> **Work order**:
Take the lines from the beginning of the data below through the line holding "use async_trait::async_trait;" and return exactly those.

> **Material supplied**:
----

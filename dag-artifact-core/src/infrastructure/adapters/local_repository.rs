// dag-artifact-core/src/infrastructure/adapters/local_repository.rs

// Filesystem twin of the AWS repository. Same key layout, with the bucket
// and the metadata table mapped to directories under `local_root`:
//
//   <local_root>/<s3_bucket>/<s3_prefix>/<name>/LATEST.py
//   <local_root>/<s3_bucket>/<s3_prefix>/<name>/000001.py
//   <local_root>/<dynamodb_table_name>/<name>.json

use async_trait::async_trait;
use chrono::Utc;
use serde::{Deserialize, Serialize};
use std::collections::BTreeMap;
use std::fs;
use std::path::{Path, PathBuf};
use tracing::{debug, info, instrument, warn};

use crate::domain::artifact::{
    Artifact, ArtifactRecord, ArtifactVersion, artifact_dir_key, artifact_key, next_version,
};
use crate::domain::dag::{DagId, sha256_hex};
use crate::domain::error::DomainError;
use crate::domain::project::DagArtifactConfig;
use crate::error::DagArtifactError;
use crate::infrastructure::fs::{atomic_write, remove_path};
use crate::ports::repository::{ArtifactRepository, BootstrapOptions, PutArtifact};

/// One row of the local metadata "table".
#[derive(Debug, Clone, Serialize, Deserialize)]
struct LocalItem {
    #[serde(flatten)]
    record: ArtifactRecord,
    #[serde(default)]
    content_type: String,
    #[serde(default)]
    metadata: BTreeMap<String, String>,
    #[serde(default)]
    tags: BTreeMap<String, String>,
}

/// Names become path segments: anything `DagId` refuses is refused here too.
fn checked_name(name: &str) -> Result<&str, DagArtifactError> {
    DagId::new(name)?;
    Ok(name)
}

#[derive(Debug, Clone)]
pub struct LocalRepository {
    objects_dir: PathBuf,
    prefix: String,
    table_dir: PathBuf,
}

impl LocalRepository {
    pub fn new(local_root: &Path, bucket: &str, prefix: &str, table_name: &str) -> Self {
        Self {
            objects_dir: local_root.join(bucket),
            prefix: prefix.trim_matches('/').to_string(),
            table_dir: local_root.join(table_name),
        }
    }

    pub fn from_config(config: &DagArtifactConfig) -> Self {
        Self::new(
            &config.local_root,
            &config.s3_bucket,
            &config.s3_prefix,
            &config.dynamodb_table_name,
        )
    }

    fn object_path(&self, name: &str, version: ArtifactVersion) -> PathBuf {
        self.objects_dir
            .join(artifact_key(&self.prefix, name, version))
    }

    fn table_file(&self, name: &str) -> PathBuf {
        self.table_dir.join(format!("{}.json", name))
    }

    /// Keyed by encoded version, so the JSON file reads in version order.
    fn load_items(&self, name: &str) -> Result<BTreeMap<String, LocalItem>, DagArtifactError> {
        let path = self.table_file(name);
        if !path.exists() {
            return Ok(BTreeMap::new());
        }
        let content = fs::read_to_string(&path)?;
        Ok(serde_json::from_str(&content)?)
    }

    fn save_items(
        &self,
        name: &str,
        items: &BTreeMap<String, LocalItem>,
    ) -> Result<(), DagArtifactError> {
        let json = serde_json::to_string_pretty(items)?;
        atomic_write(self.table_file(name), json)?;
        Ok(())
    }

    fn to_artifact(&self, record: ArtifactRecord) -> Artifact {
        let uri = self.get_artifact_uri(&record.name, record.version);
        record.into_artifact(uri)
    }
}

#[async_trait]
impl ArtifactRepository for LocalRepository {
    async fn bootstrap(&self, _options: &BootstrapOptions) -> Result<(), DagArtifactError> {
        fs::create_dir_all(&self.objects_dir)?;
        fs::create_dir_all(&self.table_dir)?;
        info!(objects = ?self.objects_dir, table = ?self.table_dir, "Local artifact store ready");
        Ok(())
    }

    #[instrument(skip(self, request), fields(name = %request.name))]
    async fn put_artifact(&self, request: &PutArtifact) -> Result<Artifact, DagArtifactError> {
        let path = self.object_path(checked_name(&request.name)?, ArtifactVersion::Latest);
        atomic_write(&path, &request.content)?;
        debug!(path = ?path, "LATEST object written");

        let record = ArtifactRecord {
            name: request.name.clone(),
            version: ArtifactVersion::Latest,
            sha256: sha256_hex(&request.content),
            update_at: Utc::now(),
        };
        let mut items = self.load_items(&request.name)?;
        items.insert(
            record.version.encode(),
            LocalItem {
                record: record.clone(),
                content_type: request.content_type.clone(),
                metadata: request.metadata.clone(),
                tags: request.tags.clone(),
            },
        );
        self.save_items(&request.name, &items)?;

        Ok(self.to_artifact(record))
    }

    #[instrument(skip(self))]
    async fn publish_artifact_version(&self, name: &str) -> Result<Artifact, DagArtifactError> {
        let mut items = self.load_items(name)?;
        let latest = items
            .get(&ArtifactVersion::Latest.encode())
            .cloned()
            .ok_or_else(|| DomainError::ArtifactNotFound {
                name: name.to_string(),
                version: ArtifactVersion::Latest.to_string(),
            })?;

        let records: Vec<ArtifactRecord> = items.values().map(|i| i.record.clone()).collect();
        let Some(version) = next_version(&latest.record, &records)? else {
            let newest = records
                .into_iter()
                .filter(|r| !r.version.is_latest())
                .max_by_key(|r| r.version)
                .ok_or_else(|| DagArtifactError::InternalError("no version to reuse".into()))?;
            warn!(version = %newest.version, "LATEST unchanged since last version, reusing it");
            return Ok(self.to_artifact(newest));
        };

        fs::copy(
            self.object_path(name, ArtifactVersion::Latest),
            self.object_path(name, version),
        )?;
        let record = ArtifactRecord {
            name: name.to_string(),
            version,
            sha256: latest.record.sha256.clone(),
            update_at: Utc::now(),
        };
        items.insert(
            version.encode(),
            LocalItem {
                record: record.clone(),
                ..latest
            },
        );
        self.save_items(name, &items)?;
        info!(version = %version, "New immutable version published");

        Ok(self.to_artifact(record))
    }

    async fn get_artifact(
        &self,
        name: &str,
        version: ArtifactVersion,
    ) -> Result<Artifact, DagArtifactError> {
        let items = self.load_items(name)?;
        let item = items
            .get(&version.encode())
            .ok_or_else(|| DomainError::ArtifactNotFound {
                name: name.to_string(),
                version: version.to_string(),
            })?;
        Ok(self.to_artifact(item.record.clone()))
    }

    async fn get_artifact_content(
        &self,
        name: &str,
        version: ArtifactVersion,
    ) -> Result<String, DagArtifactError> {
        let artifact = self.get_artifact(name, version).await?;
        Ok(fs::read_to_string(&artifact.uri)?)
    }

    fn get_artifact_uri(&self, name: &str, version: ArtifactVersion) -> String {
        self.object_path(name, version).to_string_lossy().into_owned()
    }

    async fn list_artifact_versions(&self, name: &str) -> Result<Vec<Artifact>, DagArtifactError> {
        let mut records: Vec<ArtifactRecord> = self
            .load_items(name)?
            .into_values()
            .map(|i| i.record)
            .collect();
        records.sort_by(|a, b| b.version.cmp(&a.version));
        Ok(records.into_iter().map(|r| self.to_artifact(r)).collect())
    }

    #[instrument(skip(self))]
    async fn purge_artifact(&self, name: &str) -> Result<(), DagArtifactError> {
        let name = checked_name(name)?;
        remove_path(&self.objects_dir.join(artifact_dir_key(&self.prefix, name)))?;
        remove_path(&self.table_file(name))?;
        info!("Artifact purged");
        Ok(())
    }

    #[instrument(skip(self))]
    async fn purge_all(&self) -> Result<(), DagArtifactError> {
        remove_path(&self.objects_dir.join(&self.prefix))?;
        remove_path(&self.table_dir)?;
        info!("All artifacts purged");
        Ok(())
    }
}

#[cfg(test)]
mod tests {
    use super::*;
    use anyhow::Result;
    use tempfile::tempdir;

    fn put(name: &str, content: &str) -> PutArtifact {
        PutArtifact {
            name: name.to_string(),
            content: content.as_bytes().to_vec(),
            content_type: "text/plain".to_string(),
            metadata: BTreeMap::from([("foo".to_string(), "bar".to_string())]),
            tags: BTreeMap::new(),
        }
    }

    fn repo(root: &Path) -> LocalRepository {
        LocalRepository::new(root, "my-bucket", "airflow-artifact", "airflow-artifact")
    }

    #[tokio::test]
    async fn test_put_then_publish_layout() -> Result<()> {
        let dir = tempdir()?;
        let repo = repo(dir.path());
        repo.bootstrap(&BootstrapOptions::default()).await?;

        let latest = repo.put_artifact(&put("airflow_dag_script_1", "v1")).await?;
        assert_eq!(latest.version, ArtifactVersion::Latest);
        assert!(latest
            .uri
            .ends_with("my-bucket/airflow-artifact/airflow_dag_script_1/LATEST.py"));

        let v1 = repo.publish_artifact_version("airflow_dag_script_1").await?;
        assert_eq!(v1.version, ArtifactVersion::Numbered(1));
        assert!(v1
            .uri
            .ends_with("my-bucket/airflow-artifact/airflow_dag_script_1/000001.py"));
        assert_eq!(fs::read_to_string(&v1.uri)?, "v1");
        Ok(())
    }

    #[tokio::test]
    async fn test_versions_increment_and_dedup() -> Result<()> {
        let dir = tempdir()?;
        let repo = repo(dir.path());

        repo.put_artifact(&put("dag1", "a")).await?;
        assert_eq!(
            repo.publish_artifact_version("dag1").await?.version,
            ArtifactVersion::Numbered(1)
        );
        // unchanged LATEST -> same version
        assert_eq!(
            repo.publish_artifact_version("dag1").await?.version,
            ArtifactVersion::Numbered(1)
        );

        repo.put_artifact(&put("dag1", "b")).await?;
        assert_eq!(
            repo.publish_artifact_version("dag1").await?.version,
            ArtifactVersion::Numbered(2)
        );
        repo.put_artifact(&put("dag1", "c")).await?;
        assert_eq!(
            repo.publish_artifact_version("dag1").await?.version,
            ArtifactVersion::Numbered(3)
        );

        // old versions are immutable
        assert_eq!(
            repo.get_artifact_content("dag1", ArtifactVersion::Numbered(1))
                .await?,
            "a"
        );
        assert_eq!(
            repo.get_artifact_content("dag1", ArtifactVersion::Latest)
                .await?,
            "c"
        );

        let listed: Vec<ArtifactVersion> = repo
            .list_artifact_versions("dag1")
            .await?
            .into_iter()
            .map(|a| a.version)
            .collect();
        assert_eq!(
            listed,
            vec![
                ArtifactVersion::Latest,
                ArtifactVersion::Numbered(3),
                ArtifactVersion::Numbered(2),
                ArtifactVersion::Numbered(1),
            ]
        );
        Ok(())
    }

    #[tokio::test]
    async fn test_publish_without_latest_fails() -> Result<()> {
        let dir = tempdir()?;
        let repo = repo(dir.path());
        let err = repo.publish_artifact_version("ghost").await;
        assert!(matches!(err, Err(ref e) if e.is_not_found()));
        Ok(())
    }

    #[tokio::test]
    async fn test_record_keeps_sha256_and_metadata() -> Result<()> {
        let dir = tempdir()?;
        let repo = repo(dir.path());
        let artifact = repo.put_artifact(&put("dag1", "abc")).await?;
        assert_eq!(
            artifact.sha256,
            "ba7816bf8f01cfea414140de5dae2223b00361a396177a9cb410ff61f20015ad"
        );

        let table = fs::read_to_string(dir.path().join("airflow-artifact/dag1.json"))?;
        assert!(table.contains("\"LATEST\""));
        assert!(table.contains("\"foo\": \"bar\""));
        Ok(())
    }

    #[tokio::test]
    async fn test_path_like_names_never_reach_the_filesystem() -> Result<()> {
        let dir = tempdir()?;
        let repo = repo(dir.path());
        repo.put_artifact(&put("etl", "keep me")).await?;

        for name in [".", "..", "", "../etl"] {
            let purged = repo.purge_artifact(name).await;
            assert!(
                matches!(
                    purged,
                    Err(DagArtifactError::Domain(DomainError::InvalidDagId(_)))
                ),
                "purge of '{}' should be refused",
                name
            );
            assert!(repo.put_artifact(&put(name, "x")).await.is_err());
        }

        assert_eq!(
            repo.get_artifact_content("etl", ArtifactVersion::Latest)
                .await?,
            "keep me"
        );
        assert!(
            !dir.path()
                .join("my-bucket/airflow-artifact/LATEST.py")
                .exists()
        );
        Ok(())
    }

    #[tokio::test]
    async fn test_purge_artifact_and_purge_all() -> Result<()> {
        let dir = tempdir()?;
        let repo = repo(dir.path());
        repo.put_artifact(&put("dag1", "a")).await?;
        repo.put_artifact(&put("dag2", "b")).await?;

        repo.purge_artifact("dag1").await?;
        assert!(
            repo.get_artifact("dag1", ArtifactVersion::Latest)
                .await
                .is_err()
        );
        assert!(repo.get_artifact("dag2", ArtifactVersion::Latest).await.is_ok());

        repo.purge_all().await?;
        let err = repo.get_artifact("dag2", ArtifactVersion::Latest).await;
        assert!(matches!(err, Err(ref e) if e.is_not_found()));
        assert!(repo.list_artifact_versions("dag2").await?.is_empty());
        Ok(())
    }
}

----

> **Result of this exercise**:
filename dag-artifact-core/src/infrastructure/adapters/local_repository.rs
// dag-artifact-core/src/infrastructure/adapters/local_repository.rs

// Filesystem twin of the AWS repository. Same key layout, with the bucket
// and the metadata table mapped to directories under `local_root`:
//
//   <local_root>/<s3_bucket>/<s3_prefix>/<name>/LATEST.py
//   <local_root>/<s3_bucket>/<s3_prefix>/<name>/000001.py
//   <local_root>/<dynamodb_table_name>/<name>.json

use async_trait::async_trait;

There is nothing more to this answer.